*** Block opens ***

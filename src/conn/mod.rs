//! The per-request context ("conn") and its response lifecycle.

mod context;
mod env;
mod error;
mod files;
mod state;
mod template;

pub use context::Conn;
pub use env::{ConnEnv, Responder, Responders};
pub use error::Error;
pub use files::{mime_type, resolve_file};
pub use state::{PipelineControl, WriteState};
pub use template::{escape_html, Renderer};
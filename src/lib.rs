//! A small HTTP routing and request-lifecycle core.
//!
//! Routes are stored in a trie keyed by HTTP method. Each request gets a
//! [`Conn`] that carries its decoded parameters and the response being
//! built, and is written exactly once.
//!
//! # Features
//!
//! - Route patterns with literal, `#name` and `*name` (rest of path) segments
//! - Query strings and form bodies decoded with bracket nesting (`a[b][]=1`)
//! - Pipelines of pre-handler steps that can halt the chain
//! - `_method` override for POST forms
//! - Static files served from a public directory, with traversal checks
//! - A tokio transport for running it as a standalone server
//!
//! # Examples
//!
//! ## Routing
//!
//! ```
//! use sound_rs::{parse_request, Router, StatusCode};
//!
//! let mut router = Router::new();
//! router.get("/users/#id", |conn, params| {
//!     let id = params["id"].to_string();
//!     conn.text(StatusCode::Ok, format!("user {id}"));
//!     Ok(())
//! });
//!
//! let request = parse_request(b"GET /users/42 HTTP/1.1\r\nHost: example.com\r\n\r\n").unwrap();
//! let mut conn = router.conn(request);
//! router.dispatch(&mut conn);
//!
//! let response = conn.take_response().unwrap();
//! assert_eq!(response.status, StatusCode::Ok);
//! assert_eq!(response.body.as_deref(), Some(&b"user 42"[..]));
//! ```
//!
//! ## Query decoding
//!
//! ```
//! use sound_rs::{decode, ParamValue};
//!
//! let params = decode("tags[]=a&tags[]=b&user[name]=ann");
//! assert_eq!(params["tags"], ParamValue::Sequence(vec!["a".into(), "b".into()]));
//! assert_eq!(params["user"].get("name").and_then(ParamValue::as_str), Some("ann"));
//! ```
//!
//! ## Error handling
//!
//! ```
//! use sound_rs::{parse_request, ParserError};
//!
//! let invalid_request = b"INVALID /index.html HTTP/1.1\r\nHost: example.com\r\n\r\n";
//!
//! match parse_request(invalid_request) {
//!     Ok(_) => println!("Request parsed successfully"),
//!     Err(ParserError::InvalidMethod(method)) => println!("Invalid method: {}", method),
//!     Err(err) => println!("Other error: {}", err),
//! }
//! ```
//!
//! See the `demos` directory for a complete server.

pub mod conn;
pub mod params;
pub mod parser;
pub mod router;
pub mod server;

// Re-export commonly used items for convenience
pub use conn::{Conn, Error as ConnError, PipelineControl, WriteState};
pub use params::{decode, ParamMap, ParamValue, Params, PathSpec};
pub use parser::{parse_request, Error as ParserError, HeaderMap, HttpRequest, HttpVersion, Method};
pub use router::{pipe, Error as RouterError, HandlerResult, Pipeline, RouteTrie, Router};
pub use server::{Error as ServerError, HttpResponse, HttpServer, ServerConfig, StatusCode};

*** Block closes ***

* [Task description] All lines from the one that contains "## Error handling" to the last line above must be given again exactly, with both included and nothing added.

* [Answer for this exercise]
//! ## Error handling
//!
//! ```
//! use sound_rs::{parse_request, ParserError};
//!
//! let invalid_request = b"INVALID /index.html HTTP/1.1\r\nHost: example.com\r\n\r\n";
//!
//! match parse_request(invalid_request) {
//!     Ok(_) => println!("Request parsed successfully"),
//!     Err(ParserError::InvalidMethod(method)) => println!("Invalid method: {}", method),
//!     Err(err) => println!("Other error: {}", err),
//! }
//! ```
//!
//! See the `demos` directory for a complete server.

pub mod conn;
pub mod params;
pub mod parser;
pub mod router;
pub mod server;

// Re-export commonly used items for convenience
pub use conn::{Conn, Error as ConnError, PipelineControl, WriteState};
pub use params::{decode, ParamMap, ParamValue, Params, PathSpec};
pub use parser::{parse_request, Error as ParserError, HeaderMap, HttpRequest, HttpVersion, Method};
pub use router::{pipe, Error as RouterError, HandlerResult, Pipeline, RouteTrie, Router};
pub use server::{Error as ServerError, HttpResponse, HttpServer, ServerConfig, StatusCode};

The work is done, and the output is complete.